Activity
Work through the data line by line, gathering every line that has the word "RowMeta".

Supplied records
--------------------------------

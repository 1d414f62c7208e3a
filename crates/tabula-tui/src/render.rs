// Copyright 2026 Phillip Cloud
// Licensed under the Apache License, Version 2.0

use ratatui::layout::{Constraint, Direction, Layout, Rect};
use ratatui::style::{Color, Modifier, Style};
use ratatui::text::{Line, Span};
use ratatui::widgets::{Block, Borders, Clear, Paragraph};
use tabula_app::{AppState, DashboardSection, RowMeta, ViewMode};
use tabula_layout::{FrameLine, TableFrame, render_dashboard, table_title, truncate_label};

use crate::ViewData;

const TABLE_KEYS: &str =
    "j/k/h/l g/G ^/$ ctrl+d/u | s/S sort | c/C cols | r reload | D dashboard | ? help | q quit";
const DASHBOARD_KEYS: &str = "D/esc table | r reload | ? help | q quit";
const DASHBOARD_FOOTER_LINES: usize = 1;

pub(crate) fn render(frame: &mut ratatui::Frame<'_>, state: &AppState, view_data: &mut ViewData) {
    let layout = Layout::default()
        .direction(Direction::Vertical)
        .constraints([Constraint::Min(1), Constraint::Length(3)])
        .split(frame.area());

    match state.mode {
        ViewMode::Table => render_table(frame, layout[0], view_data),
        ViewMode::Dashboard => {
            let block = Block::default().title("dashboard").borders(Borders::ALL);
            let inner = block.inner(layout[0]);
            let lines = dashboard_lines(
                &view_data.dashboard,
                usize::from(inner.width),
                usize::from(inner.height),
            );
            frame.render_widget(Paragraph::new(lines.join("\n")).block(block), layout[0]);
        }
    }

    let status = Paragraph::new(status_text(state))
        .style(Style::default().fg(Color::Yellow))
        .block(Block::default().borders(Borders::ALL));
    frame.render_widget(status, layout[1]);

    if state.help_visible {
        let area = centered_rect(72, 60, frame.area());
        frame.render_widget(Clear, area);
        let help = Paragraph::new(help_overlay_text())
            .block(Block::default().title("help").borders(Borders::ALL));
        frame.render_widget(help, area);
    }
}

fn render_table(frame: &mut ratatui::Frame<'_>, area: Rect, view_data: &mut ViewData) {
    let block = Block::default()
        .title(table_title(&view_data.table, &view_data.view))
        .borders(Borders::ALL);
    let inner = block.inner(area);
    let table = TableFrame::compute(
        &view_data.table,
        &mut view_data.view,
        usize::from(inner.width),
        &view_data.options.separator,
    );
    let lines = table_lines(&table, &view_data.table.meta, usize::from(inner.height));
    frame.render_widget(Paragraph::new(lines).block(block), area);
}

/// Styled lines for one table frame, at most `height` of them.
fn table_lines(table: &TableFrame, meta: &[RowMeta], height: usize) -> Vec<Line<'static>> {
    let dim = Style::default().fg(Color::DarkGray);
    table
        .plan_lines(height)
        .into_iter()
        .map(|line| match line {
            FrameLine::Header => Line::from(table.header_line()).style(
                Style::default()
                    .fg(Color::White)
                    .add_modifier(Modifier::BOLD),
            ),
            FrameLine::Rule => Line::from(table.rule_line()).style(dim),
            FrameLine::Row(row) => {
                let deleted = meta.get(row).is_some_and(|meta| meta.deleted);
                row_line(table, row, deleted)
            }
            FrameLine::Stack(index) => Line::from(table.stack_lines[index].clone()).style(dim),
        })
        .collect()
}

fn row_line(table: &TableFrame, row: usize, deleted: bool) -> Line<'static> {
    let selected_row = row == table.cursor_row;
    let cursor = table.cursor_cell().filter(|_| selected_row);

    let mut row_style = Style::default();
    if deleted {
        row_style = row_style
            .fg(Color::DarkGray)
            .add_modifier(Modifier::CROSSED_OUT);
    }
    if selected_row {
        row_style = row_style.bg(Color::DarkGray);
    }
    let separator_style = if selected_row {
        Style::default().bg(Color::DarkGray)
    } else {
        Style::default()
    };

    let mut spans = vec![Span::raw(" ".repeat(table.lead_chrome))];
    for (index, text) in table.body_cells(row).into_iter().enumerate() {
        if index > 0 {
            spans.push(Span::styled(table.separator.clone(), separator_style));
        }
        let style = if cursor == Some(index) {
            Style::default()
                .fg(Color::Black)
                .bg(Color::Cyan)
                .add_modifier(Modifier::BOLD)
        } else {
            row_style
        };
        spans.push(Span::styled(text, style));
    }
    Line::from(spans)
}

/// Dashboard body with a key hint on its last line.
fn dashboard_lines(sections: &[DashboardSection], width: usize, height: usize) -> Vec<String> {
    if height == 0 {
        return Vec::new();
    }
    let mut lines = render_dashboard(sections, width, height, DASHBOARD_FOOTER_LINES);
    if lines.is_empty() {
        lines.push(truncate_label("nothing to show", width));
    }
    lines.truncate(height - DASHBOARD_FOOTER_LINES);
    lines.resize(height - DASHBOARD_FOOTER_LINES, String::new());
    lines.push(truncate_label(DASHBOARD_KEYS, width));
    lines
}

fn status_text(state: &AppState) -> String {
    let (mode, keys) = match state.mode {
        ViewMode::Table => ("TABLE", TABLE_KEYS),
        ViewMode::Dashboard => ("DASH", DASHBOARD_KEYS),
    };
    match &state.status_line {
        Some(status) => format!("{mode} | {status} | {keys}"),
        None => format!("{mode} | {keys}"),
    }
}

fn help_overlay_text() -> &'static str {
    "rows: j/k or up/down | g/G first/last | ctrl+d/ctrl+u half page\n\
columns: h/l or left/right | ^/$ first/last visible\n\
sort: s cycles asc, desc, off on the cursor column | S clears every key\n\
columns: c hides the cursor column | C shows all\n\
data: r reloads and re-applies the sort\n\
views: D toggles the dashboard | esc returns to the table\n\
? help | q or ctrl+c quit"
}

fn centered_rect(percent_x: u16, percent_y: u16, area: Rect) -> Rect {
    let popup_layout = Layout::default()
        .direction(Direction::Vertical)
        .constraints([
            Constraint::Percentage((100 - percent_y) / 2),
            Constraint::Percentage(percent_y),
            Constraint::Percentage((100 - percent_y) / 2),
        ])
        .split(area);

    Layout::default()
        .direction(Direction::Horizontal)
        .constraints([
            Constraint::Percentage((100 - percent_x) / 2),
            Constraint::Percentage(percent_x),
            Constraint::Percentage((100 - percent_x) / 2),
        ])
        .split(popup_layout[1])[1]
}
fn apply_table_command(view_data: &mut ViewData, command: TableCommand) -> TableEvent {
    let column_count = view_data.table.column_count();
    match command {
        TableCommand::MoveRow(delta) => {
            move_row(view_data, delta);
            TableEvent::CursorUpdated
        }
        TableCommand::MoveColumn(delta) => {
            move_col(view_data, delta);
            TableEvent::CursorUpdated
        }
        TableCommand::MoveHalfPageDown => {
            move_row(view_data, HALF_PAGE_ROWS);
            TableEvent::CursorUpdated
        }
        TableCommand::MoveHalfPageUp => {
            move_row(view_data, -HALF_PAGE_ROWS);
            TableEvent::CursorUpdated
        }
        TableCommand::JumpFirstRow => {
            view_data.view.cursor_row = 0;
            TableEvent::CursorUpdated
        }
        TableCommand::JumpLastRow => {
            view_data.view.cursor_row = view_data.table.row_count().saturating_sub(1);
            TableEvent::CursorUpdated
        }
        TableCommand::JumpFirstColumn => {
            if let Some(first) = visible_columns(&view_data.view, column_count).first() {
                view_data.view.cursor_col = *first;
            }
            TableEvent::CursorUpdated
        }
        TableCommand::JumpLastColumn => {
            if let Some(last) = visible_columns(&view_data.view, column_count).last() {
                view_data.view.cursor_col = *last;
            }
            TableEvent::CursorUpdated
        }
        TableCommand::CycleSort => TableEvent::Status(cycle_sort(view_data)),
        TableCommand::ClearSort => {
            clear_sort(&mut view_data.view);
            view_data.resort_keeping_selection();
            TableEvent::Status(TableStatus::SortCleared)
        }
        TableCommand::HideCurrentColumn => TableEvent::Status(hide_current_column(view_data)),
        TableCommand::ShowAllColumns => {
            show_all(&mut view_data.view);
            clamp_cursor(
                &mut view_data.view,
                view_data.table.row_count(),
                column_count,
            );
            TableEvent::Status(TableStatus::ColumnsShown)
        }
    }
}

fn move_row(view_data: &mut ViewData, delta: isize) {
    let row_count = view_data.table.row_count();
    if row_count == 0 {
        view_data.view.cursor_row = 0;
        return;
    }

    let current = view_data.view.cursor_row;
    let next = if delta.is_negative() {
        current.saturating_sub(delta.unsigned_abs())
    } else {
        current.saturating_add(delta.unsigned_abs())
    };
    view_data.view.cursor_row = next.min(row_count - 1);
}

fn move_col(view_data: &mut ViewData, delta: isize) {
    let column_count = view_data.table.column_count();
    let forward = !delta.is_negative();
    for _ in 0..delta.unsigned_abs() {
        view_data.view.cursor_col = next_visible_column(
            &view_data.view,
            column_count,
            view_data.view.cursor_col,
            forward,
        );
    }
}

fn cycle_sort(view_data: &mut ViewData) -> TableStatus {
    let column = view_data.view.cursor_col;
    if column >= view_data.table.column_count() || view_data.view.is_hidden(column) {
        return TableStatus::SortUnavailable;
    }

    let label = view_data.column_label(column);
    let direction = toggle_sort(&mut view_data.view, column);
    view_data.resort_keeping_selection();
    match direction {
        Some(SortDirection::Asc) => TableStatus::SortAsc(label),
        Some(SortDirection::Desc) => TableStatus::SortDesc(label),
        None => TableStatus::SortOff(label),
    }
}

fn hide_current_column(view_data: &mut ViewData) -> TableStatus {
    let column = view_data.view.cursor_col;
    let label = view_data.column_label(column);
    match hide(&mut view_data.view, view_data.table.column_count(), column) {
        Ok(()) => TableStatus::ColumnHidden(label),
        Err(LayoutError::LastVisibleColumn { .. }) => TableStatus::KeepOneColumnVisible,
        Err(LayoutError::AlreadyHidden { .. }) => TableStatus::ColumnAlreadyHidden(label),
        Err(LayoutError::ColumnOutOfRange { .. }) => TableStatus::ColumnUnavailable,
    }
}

--------------------------------

Answer space
use tabula_app::{AppState, DashboardSection, RowMeta, ViewMode};
fn table_lines(table: &TableFrame, meta: &[RowMeta], height: usize) -> Vec<Line<'static>> {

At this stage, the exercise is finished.